感性は生きる力の根幹であるがそれと生きる力がどう繋がるかが今日の話。ヴィジュアルを視覚に限定するのではなく、様々な人間の生理から,生きる力の根幹に繋げていく。

 

・イメージについて
イメージとは子どもたちが共通の意識をもつこと,つまりこどもたちが自分のイメージの主体になることだ。ここまで美術教育の課題を明確に打ち出したことは かつてない。イメージは言語と似ているし,
言語がそういうイメージを豊かに掘り起こす。自分どのようにイメージを獲得しているか,ということを美術教育は全力をあげて取り組まねばならない。
・視覚文化について
子どもたちは視覚文化の時代にあって自分のイメージを持っていかに生きることが可能かというのが課題である。図工美術はさしあたり、アートやデザインを中 心に位置づけるが、本当に子どもたちの創造力を養えるかということをつなげていかなければならない。美術をもう一度考えてみると。絵画彫刻などの領域は意 味しない。参加型,プロセス型などを包含しながら意味生成を生きるのを可能にする。つまり、制作表現鑑賞を通して、主体として生きていく。意味生成の秩序 を獲得することができるということである。まさに生きていく力の根幹にある。そういった意味生成を形成していくというのは世界の文化秩序を問い直すという 力を発揮する。
・デザインについて
近代デザインの中で主要となるのは大衆が生まれてきたこと。感性価値創造に焦点をあて、日本の経済は発展しなければならない。デザインはそのような社会シ ステムの中で機能してきたのだろうか。我々は北半球のライフスタイルを考えている。しかしそのことを考えるとほんの一部の人間に焦点を当てたデザインにな る。アメリカで,地球上の90パーセントの人のためのデザインとして,水を浄化しながら飲めるストローが考えられていた。日本の美術教育の中でどういう位 置づけをしていくか。自分の生活の中で本当に必要なものに形を与えていくことがイメージの力であり、デザインの力である。
他にも千葉大学の学生のデザインが紹介されたり,共生という重要なキーワードが示されたり,大変示唆に富んだ内容でした。

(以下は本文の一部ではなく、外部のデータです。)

use thiserror::Error;

use crate::download::error::DownloadError;

/// Centralized error type for everything outside the download pipeline proper
/// (settings, cookie store, logger setup, CLI glue).
///
/// # Example
///
/// ```no_run
/// use ytgrab::core::error::AppError;
///
/// fn handle_error(err: AppError) {
///     eprintln!("Error: {}", err);
/// }
/// ```
#[derive(Error, Debug)]
pub enum AppError {
    /// Download pipeline errors
    #[error("Download error: {0}")]
    Download(#[from] DownloadError),

    /// IO errors
    #[error("IO error: {0}")]
    Io(#[from] std::io::Error),

    /// Settings (de)serialization errors
    #[error("JSON error: {0}")]
    Json(#[from] serde_json::Error),

    /// URL parsing errors
    #[error("URL parsing error: {0}")]
    Url(#[from] url::ParseError),

    /// Validation errors
    #[error("Validation error: {0}")]
    Validation(String),
}

/// Type alias for Result with AppError
pub type AppResult<T> = Result<T, AppError>;

/// Helper conversion: plain strings become `AppError::Validation`
impl From<&str> for AppError {
    fn from(err: &str) -> Self {
        AppError::Validation(err.to_string())
    }
}
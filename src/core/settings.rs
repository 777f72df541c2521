//! Persisted user settings (retry switches, cookie source, quality, last folder).

use serde::{Deserialize, Serialize};
use std::path::{Path, PathBuf};

use crate::core::config;
use crate::core::error::AppResult;
use crate::core::retry::RetryPolicy;

fn default_true() -> bool {
    true
}

fn default_max_retries() -> u32 {
    config::retry::DEFAULT_MAX_RETRIES
}

fn default_quality() -> String {
    format!("{}p", config::download::DEFAULT_QUALITY_HEIGHT)
}

#[derive(Debug, Clone, PartialEq, Eq, Serialize, Deserialize)]
pub struct Settings {
    #[serde(default = "default_true")]
    pub enable_retry: bool,
    #[serde(default = "default_max_retries")]
    pub max_retries: u32,
    #[serde(default = "default_true")]
    pub enable_individual_download: bool,
    #[serde(default)]
    pub get_cookies_from_browser: bool,
    #[serde(default = "default_quality")]
    pub quality_default: String,
    #[serde(default)]
    pub last_save_folder: Option<PathBuf>,
}

impl Default for Settings {
    fn default() -> Self {
        Self {
            enable_retry: true,
            max_retries: default_max_retries(),
            enable_individual_download: true,
            get_cookies_from_browser: false,
            quality_default: default_quality(),
            last_save_folder: None,
        }
    }
}

impl Settings {
    /// Loads settings. A missing or unreadable file yields the defaults.
    pub fn load(path: &Path) -> Self {
        let content = match fs_err::read_to_string(path) {
            Ok(content) => content,
            Err(e) if e.kind() == std::io::ErrorKind::NotFound => return Self::default(),
            Err(e) => {
                log::warn!("⚠️ Could not read settings, using defaults: {}", e);
                return Self::default();
            }
        };
        match serde_json::from_str(&content) {
            Ok(settings) => settings,
            Err(e) => {
                log::warn!("⚠️ Settings file {} is corrupt, using defaults: {}", path.display(), e);
                Self::default()
            }
        }
    }

    pub fn save(&self, path: &Path) -> AppResult<()> {
        if let Some(parent) = path.parent() {
            fs_err::create_dir_all(parent)?;
        }
        fs_err::write(path, serde_json::to_string_pretty(self)?)?;
        log::debug!("Settings saved to {}", path.display());
        Ok(())
    }

    pub fn retry_policy(&self) -> RetryPolicy {
        RetryPolicy::from_switches(self.enable_retry, self.max_retries, self.enable_individual_download)
    }
}
//! Download orchestration: process control, output parsing, retries and the session manager

pub mod builder;
pub mod cookies;
pub mod error;
pub mod events;
pub mod manager;
pub mod phase;
pub mod playlist;
pub mod preflight;
pub mod process;
pub mod session;
pub mod ytdlp_errors;

// Re-exports for convenience
pub use error::DownloadError;
pub use events::{DownloadEvent, EventReceiver, RefreshReply, SessionEnd};
pub use manager::{DownloadManager, DownloadRequest, ManagerConfig};
pub use phase::{Phase, PhaseDetector};
pub use process::{Launcher, ProcessController};
pub use session::SessionSnapshot;
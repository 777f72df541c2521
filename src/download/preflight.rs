//! Pre-flight credential probe.
//!
//! When no cookies are configured, a metadata-only yt-dlp run tells us up
//! front whether the video is members-only or private, so the user gets an
//! actionable message instead of a failed download.

use std::time::Duration;

use crate::core::process::run_with_timeout;
use crate::download::builder::probe_args;
use crate::download::process::Launcher;

/// Probe failure text that means the video needs a signed-in account.
const MEMBER_ONLY_MARKERS: &[&str] = &[
    "members-only",
    "private video",
    "video is private",
    "requires authentication",
    "login required",
    "this video is only available for",
    "membership required",
];

#[derive(Debug, Clone, PartialEq, Eq)]
pub enum ProbeVerdict {
    /// Metadata came back fine; no credentials needed
    Proceed,
    /// The probe failed for some other reason; the download still runs
    ProceedWithWarning(String),
    /// The video needs credentials that are not configured
    CredentialRequired(String),
}

/// Returns true when probe output says the video needs a signed-in account.
pub fn is_member_only(stderr: &str) -> bool {
    let lower = stderr.to_lowercase();
    MEMBER_ONLY_MARKERS.iter().any(|m| lower.contains(m))
}

/// Runs `--dump-json --no-download` against the URL and classifies the result.
pub async fn check_if_cookies_needed(launcher: &Launcher, url: &str, timeout: Duration) -> ProbeVerdict {
    let mut cmd = launcher.command(&probe_args(url));
    log::debug!("Pre-flight probe: {} --dump-json --no-download {}", launcher, url);

    let output = match run_with_timeout(&mut cmd, timeout).await {
        Ok(output) => output,
        Err(e) => {
            log::warn!("Pre-flight probe could not run: {}", e);
            return ProbeVerdict::ProceedWithWarning(format!("Could not check video access: {}", e));
        }
    };

    if output.status.success() {
        return ProbeVerdict::Proceed;
    }

    let stderr = String::from_utf8_lossy(&output.stderr);
    if is_member_only(&stderr) {
        log::warn!("🔒 Pre-flight probe: video needs credentials");
        let detail = stderr
            .lines()
            .rev()
            .find(|l| !l.trim().is_empty())
            .unwrap_or_default()
            .trim()
            .to_string();
        return ProbeVerdict::CredentialRequired(detail);
    }

    let first_line = stderr.lines().find(|l| !l.trim().is_empty()).unwrap_or("unknown error");
    log::warn!("Pre-flight probe failed with {:?}: {}", output.status.code(), first_line);
    ProbeVerdict::ProceedWithWarning(format!("Could not check video access: {}", first_line.trim()))
}

#[cfg(test)]
mod tests {
    use super::*;

    #[test]
    fn test_member_only_markers() {
        assert!(is_member_only(
            "ERROR: [youtube] abc: Join this channel to get access to members-only content like this video"
        ));
        assert!(is_member_only("ERROR: [youtube] abc: Private video. Sign in if you've been granted access"));
        assert!(is_member_only("This video is only available for registered users"));
        assert!(!is_member_only("ERROR: [youtube] abc: Video unavailable"));
        assert!(!is_member_only("ERROR: Unable to download webpage: HTTP Error 500"));
    }

    #[cfg(unix)]
    fn fake(body: &str) -> (tempfile::TempDir, Launcher) {
        let dir = tempfile::tempdir().unwrap();
        let path = dir.path().join("probe.sh");
        std::fs::write(&path, body).unwrap();
        let launcher = Launcher::new("sh").with_args(vec![path.to_string_lossy().into_owned()]);
        (dir, launcher)
    }

    #[cfg(unix)]
    #[tokio::test]
    async fn test_probe_success() {
        let (_dir, launcher) = fake("echo '{\"id\": \"abc\"}'\n");
        let verdict = check_if_cookies_needed(&launcher, "https://youtu.be/abc", Duration::from_secs(5)).await;
        assert_eq!(verdict, ProbeVerdict::Proceed);
    }

    #[cfg(unix)]
    #[tokio::test]
    async fn test_probe_member_only() {
        let (_dir, launcher) = fake("echo 'ERROR: [youtube] abc: Join this channel to get access to members-only content' >&2\nexit 1\n");
        let verdict = check_if_cookies_needed(&launcher, "https://youtu.be/abc", Duration::from_secs(5)).await;
        assert!(matches!(verdict, ProbeVerdict::CredentialRequired(ref line) if line.contains("members-only")));
    }

    #[cfg(unix)]
    #[tokio::test]
    async fn test_probe_other_failure_proceeds() {
        let (_dir, launcher) = fake("echo 'ERROR: network is unreachable' >&2\nexit 1\n");
        let verdict = check_if_cookies_needed(&launcher, "https://youtu.be/abc", Duration::from_secs(5)).await;
        assert!(matches!(verdict, ProbeVerdict::ProceedWithWarning(_)));
    }

    #[tokio::test]
    async fn test_probe_missing_binary_proceeds() {
        let launcher = Launcher::new("definitely-not-a-real-binary-ytgrab");
        let verdict = check_if_cookies_needed(&launcher, "https://youtu.be/abc", Duration::from_secs(5)).await;
        assert!(matches!(verdict, ProbeVerdict::ProceedWithWarning(_)));
    }
}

本当にありがとうございました。

また、月例研究会の後には忘年会が行われました。
美味しいドリンクや料理を片手に、皆でざっくばらんに語り合える時間となりました。毎年恒例のセンターオークションも、たくさんのご協力を頂き、盛り上がりを見せました。
造形教育センターの益々の発展を祈りながら、大盛況のうちに会を終えました。